Depression in the Greek system?
This is something I've been wondering for a while after an extremely unpleasant experience at my school (Vanderbilt, obviously). Does it count as hazing if the group deliberately torments a member who has already been initiated? The situation was this: I had been a member of a sorority for several years, and had even served as an officer, when I told my sisters that I suffered from depression. Shortly afterwards, a group of officers started calling me in to honor board every time I slipped up - in one situation, I politely objected to a school-wide rule which I felt was unfair; I was one of at least ten girls in my chapter who did so. I was the only one who was called in to honor board and I was shouted at, told I was besmirching the honor of my sorority, etc etc. This sort of thing happened a couple times a month for several months. I sunk deeper and deeper into depression and stopped going out; after a particularly bad incident, I stopped eating and didn't go to class for several days. Then I got my psychiatrist to write them a letter asking them to stop harrassing me because it was worsening my depression. I requested Early Alumna Status because I really loved my sorority and didn't want to give up membership but I needed time off so that I could get my stuff together. They ignored the letter and, instead, demanded that I attend more events and take over the duties of several officers (who were neglecting those duties). I was honest and told them that I could not handle any more responsibility and that I really needed to focus on myself for a while.
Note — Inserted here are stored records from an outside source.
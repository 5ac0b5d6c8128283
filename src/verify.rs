//! Read-only verification of processed outputs against the manifest's
//! expected-size table. Never touches pixel data; only file presence and
//! header dimensions are checked.
use std::path::Path;

use tracing::{info, warn};

use crate::core::manifest::Manifest;

/// Outcome of checking one output file.
#[derive(Debug, Clone, Copy, PartialEq, Eq)]
pub enum AssetStatus {
    Ok,
    Missing,
    WrongSize {
        expected: (u32, u32),
        actual: (u32, u32),
    },
}

impl std::fmt::Display for AssetStatus {
    fn fmt(&self, f: &mut std::fmt::Formatter<'_>) -> std::fmt::Result {
        match self {
            AssetStatus::Ok => write!(f, "OK"),
            AssetStatus::Missing => write!(f, "MISSING"),
            AssetStatus::WrongSize { actual, .. } => {
                write!(f, "WRONG SIZE ({}x{})", actual.0, actual.1)
            }
        }
    }
}

/// Per-asset statuses plus the aggregate failure count.
#[derive(Debug, Clone, Default)]
pub struct VerifyReport {
    pub entries: Vec<(String, AssetStatus)>,
    pub failures: usize,
}

impl VerifyReport {
    pub fn checked(&self) -> usize {
        self.entries.len()
    }

    pub fn passed(&self) -> bool {
        self.failures == 0
    }
}

/// Check every manifest entry under `output_dir` for existence and exact
/// dimensions. Dimension mismatches are reported, never fatal here; the
/// CLI turns a failing report into a nonzero exit status.
pub fn verify_outputs(manifest: &Manifest, output_dir: &Path) -> VerifyReport {
    let mut report = VerifyReport::default();

    for entry in &manifest.assets {
        let rel = entry.output_rel();
        let path = output_dir.join(rel);
        let status = match image::image_dimensions(&path) {
            // Absent or undecodable: the engine cannot load it either way
            Err(_) => AssetStatus::Missing,
            Ok(actual) if actual == entry.expected_size() => AssetStatus::Ok,
            Ok(actual) => AssetStatus::WrongSize {
                expected: entry.expected_size(),
                actual,
            },
        };

        match status {
            AssetStatus::Ok => info!("OK: {}", rel),
            _ => {
                warn!("{}: {}", status, rel);
                report.failures += 1;
            }
        }
        report.entries.push((rel.to_string(), status));
    }

    report
}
They kicked me out. I never got a real explanation for why - I was told that I was no longer considered an asset to the organization. All of my former sisters stopped speaking to me (all except two, actually) and would give me the Eye of Shame whenever they passed me (I heard that the officers in question told everyone I couldn't hack it and quit).
Does this situation count as hazing? I believe it should, and I sincerely hope that it's only a problem in my former chapter. Because if not, then the Greek system needs to take a serious look at their position on mental illness and depression.
I also wanted to air this in case people have similar stories and because it's something that has really stuck with me and upset me. The thing is, I was a good sister. I took friends to the hospital when they were sick, I sat up with friends when they were upset, I always helped out whenever anyone needed it, I attended every competition and event (even though I'm completely uncoordinated and generally just stood to one side, cheering)... I really loved my sorority and I totally bought into the whole Greek thing. I would talk people's ears off about how awesome it was. And then, when I tried to get some help from my sisters... they turned their backs on me and treated me like a leper.